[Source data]
+++

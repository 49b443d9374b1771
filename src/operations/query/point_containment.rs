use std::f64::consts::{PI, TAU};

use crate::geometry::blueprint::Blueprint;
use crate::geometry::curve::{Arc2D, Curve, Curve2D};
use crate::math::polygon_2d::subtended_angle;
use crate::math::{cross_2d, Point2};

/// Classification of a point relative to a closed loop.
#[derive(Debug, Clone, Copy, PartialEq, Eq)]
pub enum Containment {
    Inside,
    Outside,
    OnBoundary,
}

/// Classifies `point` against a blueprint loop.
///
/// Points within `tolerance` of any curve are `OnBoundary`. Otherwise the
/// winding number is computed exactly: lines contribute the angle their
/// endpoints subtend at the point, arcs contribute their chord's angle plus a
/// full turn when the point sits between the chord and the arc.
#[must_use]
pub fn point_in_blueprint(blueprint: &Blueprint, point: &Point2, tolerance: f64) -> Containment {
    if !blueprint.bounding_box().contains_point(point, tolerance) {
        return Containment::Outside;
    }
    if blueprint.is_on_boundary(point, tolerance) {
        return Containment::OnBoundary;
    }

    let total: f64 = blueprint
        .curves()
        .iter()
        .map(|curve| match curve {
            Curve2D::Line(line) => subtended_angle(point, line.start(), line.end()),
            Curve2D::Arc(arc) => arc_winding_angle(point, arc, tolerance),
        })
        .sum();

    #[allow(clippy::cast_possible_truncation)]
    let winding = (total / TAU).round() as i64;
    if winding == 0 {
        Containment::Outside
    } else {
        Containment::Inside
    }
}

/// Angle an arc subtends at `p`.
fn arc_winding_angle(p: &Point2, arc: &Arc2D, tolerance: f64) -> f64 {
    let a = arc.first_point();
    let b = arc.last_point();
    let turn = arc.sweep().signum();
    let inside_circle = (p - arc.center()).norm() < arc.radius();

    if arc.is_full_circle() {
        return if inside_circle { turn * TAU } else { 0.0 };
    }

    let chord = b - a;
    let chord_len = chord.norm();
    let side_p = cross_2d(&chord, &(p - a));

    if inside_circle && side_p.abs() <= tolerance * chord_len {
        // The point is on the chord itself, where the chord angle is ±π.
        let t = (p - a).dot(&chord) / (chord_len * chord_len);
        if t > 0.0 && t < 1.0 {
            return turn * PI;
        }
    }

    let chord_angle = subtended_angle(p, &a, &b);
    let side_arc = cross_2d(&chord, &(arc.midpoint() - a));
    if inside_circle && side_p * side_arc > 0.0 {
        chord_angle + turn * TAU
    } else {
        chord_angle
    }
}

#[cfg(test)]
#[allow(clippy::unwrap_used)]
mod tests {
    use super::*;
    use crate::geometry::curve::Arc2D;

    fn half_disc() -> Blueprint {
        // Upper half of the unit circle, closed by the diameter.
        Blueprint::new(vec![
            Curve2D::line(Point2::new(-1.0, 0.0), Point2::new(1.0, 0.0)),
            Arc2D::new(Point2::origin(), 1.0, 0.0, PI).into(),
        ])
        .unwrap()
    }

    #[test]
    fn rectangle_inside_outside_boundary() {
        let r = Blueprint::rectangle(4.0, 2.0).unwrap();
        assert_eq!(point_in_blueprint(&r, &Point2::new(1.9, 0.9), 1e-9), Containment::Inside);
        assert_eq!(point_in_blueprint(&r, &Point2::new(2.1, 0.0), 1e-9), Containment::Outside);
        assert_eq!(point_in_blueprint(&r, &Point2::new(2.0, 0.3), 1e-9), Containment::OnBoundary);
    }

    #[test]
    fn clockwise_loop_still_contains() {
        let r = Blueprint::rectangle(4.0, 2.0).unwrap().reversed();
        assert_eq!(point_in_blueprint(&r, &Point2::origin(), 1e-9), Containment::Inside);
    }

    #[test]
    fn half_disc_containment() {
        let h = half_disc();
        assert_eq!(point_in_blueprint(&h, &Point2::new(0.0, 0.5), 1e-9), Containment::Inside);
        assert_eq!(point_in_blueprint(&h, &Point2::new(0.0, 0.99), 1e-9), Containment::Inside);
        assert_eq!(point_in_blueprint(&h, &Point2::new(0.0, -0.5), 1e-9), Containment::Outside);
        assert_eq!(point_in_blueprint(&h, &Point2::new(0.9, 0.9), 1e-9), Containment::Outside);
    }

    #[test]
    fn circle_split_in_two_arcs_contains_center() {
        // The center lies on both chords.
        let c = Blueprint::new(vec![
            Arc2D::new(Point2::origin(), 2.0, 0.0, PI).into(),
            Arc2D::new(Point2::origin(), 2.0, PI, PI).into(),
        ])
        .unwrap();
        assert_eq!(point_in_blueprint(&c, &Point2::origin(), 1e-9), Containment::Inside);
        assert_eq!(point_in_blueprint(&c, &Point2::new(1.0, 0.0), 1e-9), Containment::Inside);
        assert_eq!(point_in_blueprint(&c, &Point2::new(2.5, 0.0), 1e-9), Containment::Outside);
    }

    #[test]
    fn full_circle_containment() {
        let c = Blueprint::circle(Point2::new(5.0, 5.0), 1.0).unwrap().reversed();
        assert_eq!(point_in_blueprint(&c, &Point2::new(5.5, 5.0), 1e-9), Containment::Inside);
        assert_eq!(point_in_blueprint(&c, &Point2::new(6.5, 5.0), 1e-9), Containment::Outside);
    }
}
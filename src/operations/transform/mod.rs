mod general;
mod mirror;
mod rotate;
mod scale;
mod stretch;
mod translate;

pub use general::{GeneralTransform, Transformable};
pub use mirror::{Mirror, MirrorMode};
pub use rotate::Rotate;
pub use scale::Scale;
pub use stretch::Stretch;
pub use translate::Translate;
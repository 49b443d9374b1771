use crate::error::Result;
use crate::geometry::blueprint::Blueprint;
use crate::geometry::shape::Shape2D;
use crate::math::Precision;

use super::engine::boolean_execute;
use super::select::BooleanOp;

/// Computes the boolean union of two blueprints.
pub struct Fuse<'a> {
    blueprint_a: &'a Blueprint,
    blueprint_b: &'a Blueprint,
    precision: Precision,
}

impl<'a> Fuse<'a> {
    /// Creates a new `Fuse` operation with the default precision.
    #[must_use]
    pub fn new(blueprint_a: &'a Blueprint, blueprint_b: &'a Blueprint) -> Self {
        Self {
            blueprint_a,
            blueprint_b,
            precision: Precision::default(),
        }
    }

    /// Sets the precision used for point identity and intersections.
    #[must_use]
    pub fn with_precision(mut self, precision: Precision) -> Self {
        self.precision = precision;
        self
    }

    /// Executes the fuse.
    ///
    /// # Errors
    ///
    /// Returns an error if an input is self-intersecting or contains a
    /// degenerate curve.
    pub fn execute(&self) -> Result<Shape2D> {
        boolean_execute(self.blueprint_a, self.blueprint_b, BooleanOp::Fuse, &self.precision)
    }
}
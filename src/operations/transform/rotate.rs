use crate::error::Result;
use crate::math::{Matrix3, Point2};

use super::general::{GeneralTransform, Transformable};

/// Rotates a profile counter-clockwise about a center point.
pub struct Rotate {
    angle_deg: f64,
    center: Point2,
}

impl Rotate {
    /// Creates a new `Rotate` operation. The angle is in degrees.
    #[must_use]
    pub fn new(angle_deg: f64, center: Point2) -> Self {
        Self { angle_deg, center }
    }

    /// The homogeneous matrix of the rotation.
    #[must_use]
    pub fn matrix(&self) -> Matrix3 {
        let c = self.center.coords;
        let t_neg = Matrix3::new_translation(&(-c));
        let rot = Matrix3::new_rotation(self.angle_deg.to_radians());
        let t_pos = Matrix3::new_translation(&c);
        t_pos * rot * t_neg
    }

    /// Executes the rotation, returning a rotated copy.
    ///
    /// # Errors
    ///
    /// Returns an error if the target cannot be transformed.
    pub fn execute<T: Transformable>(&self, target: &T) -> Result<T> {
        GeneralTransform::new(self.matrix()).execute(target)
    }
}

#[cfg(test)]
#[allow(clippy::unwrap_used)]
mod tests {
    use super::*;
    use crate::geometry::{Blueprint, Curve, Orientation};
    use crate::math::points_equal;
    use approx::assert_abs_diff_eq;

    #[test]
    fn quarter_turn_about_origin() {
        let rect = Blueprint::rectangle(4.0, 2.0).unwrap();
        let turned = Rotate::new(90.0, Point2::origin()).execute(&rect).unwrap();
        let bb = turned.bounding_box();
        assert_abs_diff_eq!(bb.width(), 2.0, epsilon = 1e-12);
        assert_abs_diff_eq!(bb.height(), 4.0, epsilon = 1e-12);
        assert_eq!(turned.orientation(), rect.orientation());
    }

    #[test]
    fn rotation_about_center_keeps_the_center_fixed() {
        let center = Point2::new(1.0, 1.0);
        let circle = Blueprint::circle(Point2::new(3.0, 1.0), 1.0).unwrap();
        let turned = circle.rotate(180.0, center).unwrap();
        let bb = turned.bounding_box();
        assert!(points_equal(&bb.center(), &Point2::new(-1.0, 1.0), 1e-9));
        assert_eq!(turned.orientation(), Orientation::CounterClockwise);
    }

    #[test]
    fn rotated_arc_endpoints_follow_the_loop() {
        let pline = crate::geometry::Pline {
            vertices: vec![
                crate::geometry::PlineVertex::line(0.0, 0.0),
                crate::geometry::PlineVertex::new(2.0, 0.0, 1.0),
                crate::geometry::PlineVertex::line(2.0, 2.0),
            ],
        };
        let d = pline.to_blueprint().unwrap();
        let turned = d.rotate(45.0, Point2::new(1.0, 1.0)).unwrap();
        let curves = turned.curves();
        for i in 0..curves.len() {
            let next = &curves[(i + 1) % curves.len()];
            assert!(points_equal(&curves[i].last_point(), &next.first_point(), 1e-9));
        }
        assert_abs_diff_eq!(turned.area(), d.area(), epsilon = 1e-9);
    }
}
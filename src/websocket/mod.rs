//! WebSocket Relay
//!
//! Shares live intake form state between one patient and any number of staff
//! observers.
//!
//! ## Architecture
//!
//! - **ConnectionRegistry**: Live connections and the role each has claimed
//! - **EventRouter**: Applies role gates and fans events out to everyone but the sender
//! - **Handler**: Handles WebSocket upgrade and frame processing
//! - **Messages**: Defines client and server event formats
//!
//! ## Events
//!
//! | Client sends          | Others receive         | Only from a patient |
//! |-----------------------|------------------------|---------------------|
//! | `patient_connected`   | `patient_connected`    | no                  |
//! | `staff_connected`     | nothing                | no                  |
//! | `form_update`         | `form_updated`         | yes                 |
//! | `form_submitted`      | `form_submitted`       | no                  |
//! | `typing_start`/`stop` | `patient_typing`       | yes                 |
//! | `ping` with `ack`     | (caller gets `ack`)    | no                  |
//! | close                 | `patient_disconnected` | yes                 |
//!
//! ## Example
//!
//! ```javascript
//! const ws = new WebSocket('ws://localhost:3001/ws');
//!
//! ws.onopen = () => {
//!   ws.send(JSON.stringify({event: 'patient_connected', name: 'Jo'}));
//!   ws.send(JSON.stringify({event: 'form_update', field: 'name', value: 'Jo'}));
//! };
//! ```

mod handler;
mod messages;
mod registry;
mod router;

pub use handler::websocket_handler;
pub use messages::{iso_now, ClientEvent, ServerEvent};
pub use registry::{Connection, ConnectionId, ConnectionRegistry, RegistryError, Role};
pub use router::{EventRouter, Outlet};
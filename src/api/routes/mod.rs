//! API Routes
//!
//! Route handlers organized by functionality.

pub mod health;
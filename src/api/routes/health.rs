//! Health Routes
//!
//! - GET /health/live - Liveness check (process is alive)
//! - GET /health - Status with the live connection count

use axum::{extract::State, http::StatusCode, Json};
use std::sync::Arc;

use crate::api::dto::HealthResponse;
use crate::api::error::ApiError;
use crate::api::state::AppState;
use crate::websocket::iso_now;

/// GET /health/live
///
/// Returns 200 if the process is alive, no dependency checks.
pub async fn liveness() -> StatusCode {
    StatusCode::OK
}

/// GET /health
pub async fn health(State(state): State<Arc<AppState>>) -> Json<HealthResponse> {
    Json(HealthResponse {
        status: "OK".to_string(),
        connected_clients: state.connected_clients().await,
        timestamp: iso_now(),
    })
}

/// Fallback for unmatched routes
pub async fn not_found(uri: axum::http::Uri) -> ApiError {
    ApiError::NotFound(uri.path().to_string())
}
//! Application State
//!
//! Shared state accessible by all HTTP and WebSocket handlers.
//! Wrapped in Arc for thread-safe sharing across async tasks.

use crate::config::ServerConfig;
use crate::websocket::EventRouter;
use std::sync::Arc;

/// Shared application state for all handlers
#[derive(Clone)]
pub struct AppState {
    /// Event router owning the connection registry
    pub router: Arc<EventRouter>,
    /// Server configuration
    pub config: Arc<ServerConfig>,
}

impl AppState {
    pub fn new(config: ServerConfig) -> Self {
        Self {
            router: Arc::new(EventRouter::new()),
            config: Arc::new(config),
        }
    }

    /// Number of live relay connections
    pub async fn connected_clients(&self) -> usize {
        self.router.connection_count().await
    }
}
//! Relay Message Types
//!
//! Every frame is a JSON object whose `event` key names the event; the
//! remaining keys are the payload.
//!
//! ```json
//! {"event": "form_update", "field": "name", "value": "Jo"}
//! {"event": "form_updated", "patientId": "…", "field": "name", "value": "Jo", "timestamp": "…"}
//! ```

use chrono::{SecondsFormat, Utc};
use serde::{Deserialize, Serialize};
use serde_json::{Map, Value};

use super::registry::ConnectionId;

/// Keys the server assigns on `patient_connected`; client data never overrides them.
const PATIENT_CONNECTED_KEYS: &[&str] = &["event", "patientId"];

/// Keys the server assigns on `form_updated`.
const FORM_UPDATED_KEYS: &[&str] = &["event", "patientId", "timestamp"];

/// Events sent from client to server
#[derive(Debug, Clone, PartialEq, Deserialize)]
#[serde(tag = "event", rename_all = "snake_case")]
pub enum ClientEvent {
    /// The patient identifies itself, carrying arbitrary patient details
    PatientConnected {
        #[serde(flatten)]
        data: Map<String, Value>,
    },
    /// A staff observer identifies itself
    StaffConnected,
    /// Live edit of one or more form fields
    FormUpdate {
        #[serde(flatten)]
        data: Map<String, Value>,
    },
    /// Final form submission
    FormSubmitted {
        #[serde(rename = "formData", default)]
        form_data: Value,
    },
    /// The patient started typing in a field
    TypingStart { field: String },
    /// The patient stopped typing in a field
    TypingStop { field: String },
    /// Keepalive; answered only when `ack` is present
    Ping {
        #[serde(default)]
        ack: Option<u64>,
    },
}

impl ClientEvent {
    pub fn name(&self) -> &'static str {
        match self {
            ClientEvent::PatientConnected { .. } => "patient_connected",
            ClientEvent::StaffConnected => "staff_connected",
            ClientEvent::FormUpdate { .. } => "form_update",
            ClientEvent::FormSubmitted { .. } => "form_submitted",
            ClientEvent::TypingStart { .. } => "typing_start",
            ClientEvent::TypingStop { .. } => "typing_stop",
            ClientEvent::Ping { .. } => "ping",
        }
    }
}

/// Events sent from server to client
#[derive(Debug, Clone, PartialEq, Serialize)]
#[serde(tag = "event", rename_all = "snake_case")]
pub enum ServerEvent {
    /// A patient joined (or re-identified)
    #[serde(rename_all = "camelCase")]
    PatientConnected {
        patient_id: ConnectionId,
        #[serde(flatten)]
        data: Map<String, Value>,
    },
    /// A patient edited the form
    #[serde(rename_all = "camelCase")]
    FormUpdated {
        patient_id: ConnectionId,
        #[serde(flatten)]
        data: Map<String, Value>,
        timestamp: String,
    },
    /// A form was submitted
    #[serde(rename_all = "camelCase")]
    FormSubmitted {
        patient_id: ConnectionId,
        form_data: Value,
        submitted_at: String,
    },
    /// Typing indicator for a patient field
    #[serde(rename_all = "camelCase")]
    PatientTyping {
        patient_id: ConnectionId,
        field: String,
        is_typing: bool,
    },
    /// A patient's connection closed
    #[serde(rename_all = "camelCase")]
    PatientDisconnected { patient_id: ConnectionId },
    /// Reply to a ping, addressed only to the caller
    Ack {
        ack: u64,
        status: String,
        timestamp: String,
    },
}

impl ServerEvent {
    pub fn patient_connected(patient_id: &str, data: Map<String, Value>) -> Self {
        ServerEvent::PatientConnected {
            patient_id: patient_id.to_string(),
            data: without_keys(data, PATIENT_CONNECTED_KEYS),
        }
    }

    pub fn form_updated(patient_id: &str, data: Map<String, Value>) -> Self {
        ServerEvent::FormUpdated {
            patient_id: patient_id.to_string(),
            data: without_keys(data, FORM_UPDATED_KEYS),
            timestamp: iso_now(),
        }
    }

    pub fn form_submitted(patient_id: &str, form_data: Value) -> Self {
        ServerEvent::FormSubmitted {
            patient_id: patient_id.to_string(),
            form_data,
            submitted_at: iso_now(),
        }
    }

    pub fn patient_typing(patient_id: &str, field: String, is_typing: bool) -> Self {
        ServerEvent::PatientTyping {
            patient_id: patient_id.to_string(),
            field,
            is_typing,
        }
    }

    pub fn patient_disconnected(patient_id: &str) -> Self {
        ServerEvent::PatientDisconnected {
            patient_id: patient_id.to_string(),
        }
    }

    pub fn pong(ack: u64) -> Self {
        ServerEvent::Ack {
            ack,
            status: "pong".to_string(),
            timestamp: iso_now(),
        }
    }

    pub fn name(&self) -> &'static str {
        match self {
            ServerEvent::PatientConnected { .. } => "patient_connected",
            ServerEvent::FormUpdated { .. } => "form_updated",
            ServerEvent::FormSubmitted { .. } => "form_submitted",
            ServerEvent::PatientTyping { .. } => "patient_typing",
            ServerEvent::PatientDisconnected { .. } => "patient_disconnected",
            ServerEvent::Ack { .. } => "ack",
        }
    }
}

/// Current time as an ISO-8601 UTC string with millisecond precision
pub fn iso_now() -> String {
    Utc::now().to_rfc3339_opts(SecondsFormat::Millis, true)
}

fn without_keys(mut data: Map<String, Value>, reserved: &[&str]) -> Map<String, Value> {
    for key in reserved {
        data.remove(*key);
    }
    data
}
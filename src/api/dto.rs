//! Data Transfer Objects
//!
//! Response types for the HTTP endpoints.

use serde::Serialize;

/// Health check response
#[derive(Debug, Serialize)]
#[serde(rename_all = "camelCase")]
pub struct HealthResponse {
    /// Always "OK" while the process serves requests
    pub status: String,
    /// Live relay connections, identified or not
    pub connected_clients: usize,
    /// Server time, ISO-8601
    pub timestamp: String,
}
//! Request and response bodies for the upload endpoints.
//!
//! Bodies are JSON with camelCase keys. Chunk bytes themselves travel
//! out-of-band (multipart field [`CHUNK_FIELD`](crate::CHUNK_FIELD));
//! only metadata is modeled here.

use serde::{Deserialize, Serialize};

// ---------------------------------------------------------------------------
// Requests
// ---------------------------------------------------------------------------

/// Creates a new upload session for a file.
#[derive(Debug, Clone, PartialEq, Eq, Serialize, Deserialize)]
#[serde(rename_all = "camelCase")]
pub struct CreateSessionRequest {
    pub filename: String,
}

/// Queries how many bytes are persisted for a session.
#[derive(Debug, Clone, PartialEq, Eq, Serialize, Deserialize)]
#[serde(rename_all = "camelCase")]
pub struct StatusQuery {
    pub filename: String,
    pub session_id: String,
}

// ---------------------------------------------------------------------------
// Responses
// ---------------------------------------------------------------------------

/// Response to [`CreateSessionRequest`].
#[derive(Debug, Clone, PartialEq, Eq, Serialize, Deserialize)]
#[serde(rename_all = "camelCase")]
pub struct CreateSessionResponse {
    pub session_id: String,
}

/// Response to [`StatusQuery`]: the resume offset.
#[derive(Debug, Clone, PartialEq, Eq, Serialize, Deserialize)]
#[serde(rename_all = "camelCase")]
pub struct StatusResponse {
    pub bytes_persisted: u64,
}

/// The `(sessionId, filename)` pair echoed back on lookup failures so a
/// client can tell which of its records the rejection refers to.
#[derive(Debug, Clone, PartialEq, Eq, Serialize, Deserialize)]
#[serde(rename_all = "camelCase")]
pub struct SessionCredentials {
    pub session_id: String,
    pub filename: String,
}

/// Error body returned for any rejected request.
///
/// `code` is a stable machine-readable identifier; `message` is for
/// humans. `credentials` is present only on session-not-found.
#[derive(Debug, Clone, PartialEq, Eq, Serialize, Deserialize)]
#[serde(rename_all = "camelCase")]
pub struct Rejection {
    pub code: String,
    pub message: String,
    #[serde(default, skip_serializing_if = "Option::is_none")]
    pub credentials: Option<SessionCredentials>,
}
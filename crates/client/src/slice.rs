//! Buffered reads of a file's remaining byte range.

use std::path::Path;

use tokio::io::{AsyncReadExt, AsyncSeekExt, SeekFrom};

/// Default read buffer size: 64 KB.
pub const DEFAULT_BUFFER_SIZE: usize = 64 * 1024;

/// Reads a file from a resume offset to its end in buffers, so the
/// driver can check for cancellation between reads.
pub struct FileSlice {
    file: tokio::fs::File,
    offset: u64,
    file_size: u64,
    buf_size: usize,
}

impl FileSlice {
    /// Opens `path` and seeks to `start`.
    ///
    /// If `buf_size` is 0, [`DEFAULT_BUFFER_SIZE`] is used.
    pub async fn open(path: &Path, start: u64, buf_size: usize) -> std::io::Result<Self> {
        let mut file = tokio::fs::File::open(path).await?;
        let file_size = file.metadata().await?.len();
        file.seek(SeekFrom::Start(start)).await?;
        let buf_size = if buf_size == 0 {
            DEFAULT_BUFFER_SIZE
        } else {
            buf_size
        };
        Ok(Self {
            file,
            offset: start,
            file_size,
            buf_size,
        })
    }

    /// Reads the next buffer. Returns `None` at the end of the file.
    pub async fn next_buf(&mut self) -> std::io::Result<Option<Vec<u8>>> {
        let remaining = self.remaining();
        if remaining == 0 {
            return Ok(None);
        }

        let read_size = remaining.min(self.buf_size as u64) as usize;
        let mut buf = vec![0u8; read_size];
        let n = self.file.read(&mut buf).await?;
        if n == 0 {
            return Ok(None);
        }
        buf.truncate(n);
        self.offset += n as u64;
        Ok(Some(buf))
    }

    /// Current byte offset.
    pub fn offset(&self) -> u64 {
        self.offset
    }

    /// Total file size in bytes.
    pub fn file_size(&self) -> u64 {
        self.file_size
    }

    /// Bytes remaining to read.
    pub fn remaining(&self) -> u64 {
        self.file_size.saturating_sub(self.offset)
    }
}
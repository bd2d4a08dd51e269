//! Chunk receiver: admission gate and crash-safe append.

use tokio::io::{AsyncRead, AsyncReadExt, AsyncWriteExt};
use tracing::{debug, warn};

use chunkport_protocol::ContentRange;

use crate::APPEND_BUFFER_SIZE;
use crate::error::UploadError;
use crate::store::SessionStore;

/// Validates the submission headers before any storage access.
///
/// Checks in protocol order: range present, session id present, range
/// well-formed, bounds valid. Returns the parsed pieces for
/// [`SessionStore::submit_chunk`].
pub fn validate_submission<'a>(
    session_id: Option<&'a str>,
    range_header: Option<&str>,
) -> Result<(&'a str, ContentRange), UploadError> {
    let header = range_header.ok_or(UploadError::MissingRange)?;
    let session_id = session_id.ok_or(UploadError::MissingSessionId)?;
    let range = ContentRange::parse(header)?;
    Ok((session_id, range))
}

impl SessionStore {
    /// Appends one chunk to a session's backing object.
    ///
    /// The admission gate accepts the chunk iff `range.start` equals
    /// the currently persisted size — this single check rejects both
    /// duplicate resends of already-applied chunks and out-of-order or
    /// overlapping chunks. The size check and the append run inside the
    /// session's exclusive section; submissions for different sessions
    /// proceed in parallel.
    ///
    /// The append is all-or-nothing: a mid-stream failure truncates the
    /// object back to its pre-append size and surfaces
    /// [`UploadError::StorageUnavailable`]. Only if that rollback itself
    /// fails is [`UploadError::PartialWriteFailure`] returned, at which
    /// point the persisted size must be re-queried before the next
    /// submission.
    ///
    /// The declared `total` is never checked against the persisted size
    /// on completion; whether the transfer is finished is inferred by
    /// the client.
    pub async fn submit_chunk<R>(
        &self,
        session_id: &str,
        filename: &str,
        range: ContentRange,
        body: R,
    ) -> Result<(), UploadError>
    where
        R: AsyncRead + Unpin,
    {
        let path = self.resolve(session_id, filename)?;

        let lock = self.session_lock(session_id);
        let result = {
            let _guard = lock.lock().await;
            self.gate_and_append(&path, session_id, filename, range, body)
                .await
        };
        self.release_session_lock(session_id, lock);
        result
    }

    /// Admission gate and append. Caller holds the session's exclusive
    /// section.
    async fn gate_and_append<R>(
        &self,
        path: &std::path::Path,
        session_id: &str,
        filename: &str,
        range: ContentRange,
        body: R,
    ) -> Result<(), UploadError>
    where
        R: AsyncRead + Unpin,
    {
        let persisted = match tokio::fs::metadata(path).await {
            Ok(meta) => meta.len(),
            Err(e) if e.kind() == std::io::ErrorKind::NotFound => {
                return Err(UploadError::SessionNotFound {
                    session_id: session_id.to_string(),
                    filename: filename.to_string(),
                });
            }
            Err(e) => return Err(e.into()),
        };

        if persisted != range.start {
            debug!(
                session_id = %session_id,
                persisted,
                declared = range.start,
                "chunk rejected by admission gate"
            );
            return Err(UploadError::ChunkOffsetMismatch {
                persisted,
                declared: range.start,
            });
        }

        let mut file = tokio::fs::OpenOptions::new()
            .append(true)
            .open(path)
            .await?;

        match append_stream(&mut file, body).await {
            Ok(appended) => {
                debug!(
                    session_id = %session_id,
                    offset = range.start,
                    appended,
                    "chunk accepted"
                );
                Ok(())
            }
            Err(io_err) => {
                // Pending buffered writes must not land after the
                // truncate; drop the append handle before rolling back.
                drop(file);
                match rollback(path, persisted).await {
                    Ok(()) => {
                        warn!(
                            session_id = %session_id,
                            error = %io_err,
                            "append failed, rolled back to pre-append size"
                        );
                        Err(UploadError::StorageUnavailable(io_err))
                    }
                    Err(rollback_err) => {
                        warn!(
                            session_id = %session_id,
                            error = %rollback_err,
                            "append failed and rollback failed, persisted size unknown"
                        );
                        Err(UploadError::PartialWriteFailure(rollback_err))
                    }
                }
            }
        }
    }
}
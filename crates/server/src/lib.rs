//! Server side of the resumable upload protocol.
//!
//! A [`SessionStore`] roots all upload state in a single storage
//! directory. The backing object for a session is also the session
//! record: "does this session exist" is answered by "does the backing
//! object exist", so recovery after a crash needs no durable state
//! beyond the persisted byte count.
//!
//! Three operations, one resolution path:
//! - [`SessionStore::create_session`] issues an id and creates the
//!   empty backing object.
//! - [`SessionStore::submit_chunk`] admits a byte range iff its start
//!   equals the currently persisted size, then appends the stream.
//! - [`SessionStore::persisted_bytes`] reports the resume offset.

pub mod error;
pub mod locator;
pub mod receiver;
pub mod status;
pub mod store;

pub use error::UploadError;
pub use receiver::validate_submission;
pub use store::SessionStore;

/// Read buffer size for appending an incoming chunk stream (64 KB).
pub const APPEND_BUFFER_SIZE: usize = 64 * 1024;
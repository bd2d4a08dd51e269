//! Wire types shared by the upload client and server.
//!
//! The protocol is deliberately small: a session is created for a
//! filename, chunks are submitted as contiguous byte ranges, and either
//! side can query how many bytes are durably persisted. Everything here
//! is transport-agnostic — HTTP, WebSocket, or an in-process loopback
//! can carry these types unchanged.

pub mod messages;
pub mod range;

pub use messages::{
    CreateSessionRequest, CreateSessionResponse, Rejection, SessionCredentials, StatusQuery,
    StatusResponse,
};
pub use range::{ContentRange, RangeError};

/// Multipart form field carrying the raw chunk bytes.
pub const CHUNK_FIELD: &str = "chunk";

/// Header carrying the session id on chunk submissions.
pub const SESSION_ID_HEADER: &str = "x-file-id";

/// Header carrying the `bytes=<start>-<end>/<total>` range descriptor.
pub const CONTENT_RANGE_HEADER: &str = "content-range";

+++

Your answer should consist solely of the lines above from the line with "if winding == 0" to the line with "let b = arc.last_point();", both included, reproduced exactly.

    if winding == 0 {
        Containment::Outside
    } else {
        Containment::Inside
    }
}

/// Angle an arc subtends at `p`.
fn arc_winding_angle(p: &Point2, arc: &Arc2D, tolerance: f64) -> f64 {
    let a = arc.first_point();
    let b = arc.last_point();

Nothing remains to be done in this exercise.